ABOUT THIS TASK |
Using the records below, filter out every line that lacks "OutputFormat" and copy the rest.

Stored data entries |
....

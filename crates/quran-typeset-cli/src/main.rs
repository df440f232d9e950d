use std::env;
use std::path::{Path, PathBuf};
use std::process::ExitCode;
use std::sync::Arc;

use log::LevelFilter;
use quran_typeset::{read_corpus, select_chapters};
use quran_typeset_render::{
    write_document, FontShaper, HeuristicShaper, OutputFormat, PageRecorder, Shaper,
    TypesetConfig, Typesetter,
};

#[derive(Clone, Debug)]
struct Args {
    datadir: PathBuf,
    out_path: PathBuf,
    chapters: Vec<usize>,
    decorations: bool,
    config_path: Option<PathBuf>,
    font_path: Option<PathBuf>,
    format: Option<OutputFormat>,
    log_level: LevelFilter,
}

fn main() -> ExitCode {
    let args: Vec<String> = env::args().collect();
    if args.len() >= 2 && (args[1] == "--help" || args[1] == "-h") {
        println!("{}", help_text());
        return ExitCode::SUCCESS;
    }
    match run(args) {
        Ok(()) => ExitCode::SUCCESS,
        Err(msg) => {
            eprintln!("error: {}", msg);
            ExitCode::FAILURE
        }
    }
}

fn run(args: Vec<String>) -> Result<(), String> {
    let cli = parse_args(args)?;
    let env_filters = env::var("RUST_LOG").ok();
    logger(env_filters.as_deref(), cli.log_level).init();

    let mut config = match &cli.config_path {
        Some(path) => TypesetConfig::from_json_file(path).map_err(|e| e.to_string())?,
        None => TypesetConfig::default(),
    };
    if !cli.decorations {
        config.decorations = false;
    }

    let selection = select_chapters(&cli.chapters).map_err(|e| e.to_string())?;
    log::info!("Initializing the document from {}", cli.datadir.display());
    let chapters = read_corpus(&cli.datadir, &selection).map_err(|e| e.to_string())?;

    let shaper = load_shaper(cli.font_path.as_deref(), config.font_size)?;
    let mut typesetter = Typesetter::new(config, shaper);
    let mut recorder = PageRecorder::new(
        typesetter.config().page_width,
        typesetter.config().page_height,
    );
    let summary = typesetter
        .typeset(&chapters, &mut recorder)
        .map_err(|e| e.to_string())?;

    if let Some(parent) = cli.out_path.parent() {
        if !parent.as_os_str().is_empty() {
            std::fs::create_dir_all(parent).map_err(|e| e.to_string())?;
        }
    }
    let format = cli
        .format
        .unwrap_or_else(|| OutputFormat::from_path(&cli.out_path));
    write_document(&recorder.into_document(), &cli.out_path, format).map_err(|e| e.to_string())?;

    log::info!(
        "Typeset {} chapters: {} pages, {} lines, {} quarter marks, {} prostration marks",
        summary.chapters,
        summary.pages,
        summary.lines,
        summary.quarter_marks,
        summary.prostration_marks
    );
    Ok(())
}

/// `RUST_LOG` may add per-module filters; the `-q`/`-v` level is applied last
/// and sets the global level.
fn logger(env_filters: Option<&str>, level: LevelFilter) -> env_logger::Builder {
    let mut builder = env_logger::Builder::new();
    if let Some(filters) = env_filters {
        builder.parse_filters(filters);
    }
    builder
        .filter_level(level)
        .format_timestamp(None)
        .format_target(false);
    builder
}

fn load_shaper(font: Option<&Path>, font_size: f64) -> Result<Arc<dyn Shaper>, String> {
    match font {
        Some(path) => {
            let shaper = FontShaper::from_file(path, font_size).map_err(|e| e.to_string())?;
            Ok(Arc::new(shaper))
        }
        None => Ok(Arc::new(HeuristicShaper::new(font_size))),
    }
}

fn parse_args(args: Vec<String>) -> Result<Args, String> {
    let mut positional = Vec::with_capacity(2);
    let mut cfg = Args {
        datadir: PathBuf::new(),
        out_path: PathBuf::new(),
        chapters: Vec::new(),
        decorations: true,
        config_path: None,
        font_path: None,
        format: None,
        log_level: LevelFilter::Info,
    };

    let mut i = 1usize;
    while i < args.len() {
        match args[i].as_str() {
            "--chapters" | "-c" => {
                let start = i + 1;
                i = start;
                while let Some(v) = args.get(i).filter(|v| !v.starts_with('-')) {
                    cfg.chapters.push(
                        v.parse::<usize>()
                            .map_err(|_| format!("invalid chapter number '{}'", v))?,
                    );
                    i += 1;
                }
                if i == start {
                    return Err("--chapters requires at least one value".to_string());
                }
            }
            "--no-decorations" | "-d" => {
                cfg.decorations = false;
                i += 1;
            }
            "--config" => {
                let v = args
                    .get(i + 1)
                    .ok_or_else(|| "--config requires a value".to_string())?;
                cfg.config_path = Some(PathBuf::from(v));
                i += 2;
            }
            "--font" => {
                let v = args
                    .get(i + 1)
                    .ok_or_else(|| "--font requires a value".to_string())?;
                cfg.font_path = Some(PathBuf::from(v));
                i += 2;
            }
            "--format" => {
                let v = args
                    .get(i + 1)
                    .ok_or_else(|| "--format requires a value".to_string())?;
                cfg.format = Some(v.parse::<OutputFormat>()?);
                i += 2;
            }
            "--quiet" | "-q" => {
                cfg.log_level = LevelFilter::Error;
                i += 1;
            }
            "--verbose" | "-v" => {
                cfg.log_level = LevelFilter::Debug;
                i += 1;
            }
            other if other.starts_with('-') => {
                return Err(format!("unknown option '{}'\n\n{}", other, help_text()));
            }
            other => {
                positional.push(other.to_string());
                i += 1;
            }
        }
    }

    let mut positional = positional.into_iter();
    match (positional.next(), positional.next(), positional.next()) {
        (Some(datadir), Some(out_path), None) => {
            cfg.datadir = PathBuf::from(datadir);
            cfg.out_path = PathBuf::from(out_path);
        }
        _ => return Err(format!("expected DATADIR and OUTFILE\n\n{}", help_text())),
    }
    Ok(cfg)
}

fn help_text() -> &'static str {
    r#"quran-typeset - typeset chapter text into justified fixed-size pages

USAGE:
  quran-typeset DATADIR OUTFILE [options]

ARGS:
  DATADIR                     directory holding meta.txt and 001.txt .. 114.txt
  OUTFILE                     page-description output (.json, or .postcard/.bin)

OPTIONS:
  -c, --chapters <n>...       chapters to typeset, 1..114 (default: all)
  -d, --no-decorations        do not draw the frame around the text block
      --config <file>         JSON file overriding page geometry
      --font <file>           TrueType/OpenType font used to measure words
      --format <fmt>          json|postcard (default: from OUTFILE extension)
  -q, --quiet                 only log errors
  -v, --verbose               log debug detail
  -h, --help                  show this help"#
}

....

FINISHED TASK |
    write_document, FontShaper, HeuristicShaper, OutputFormat, PageRecorder, Shaper,
    format: Option<OutputFormat>,
        .unwrap_or_else(|| OutputFormat::from_path(&cli.out_path));
                cfg.format = Some(v.parse::<OutputFormat>()?);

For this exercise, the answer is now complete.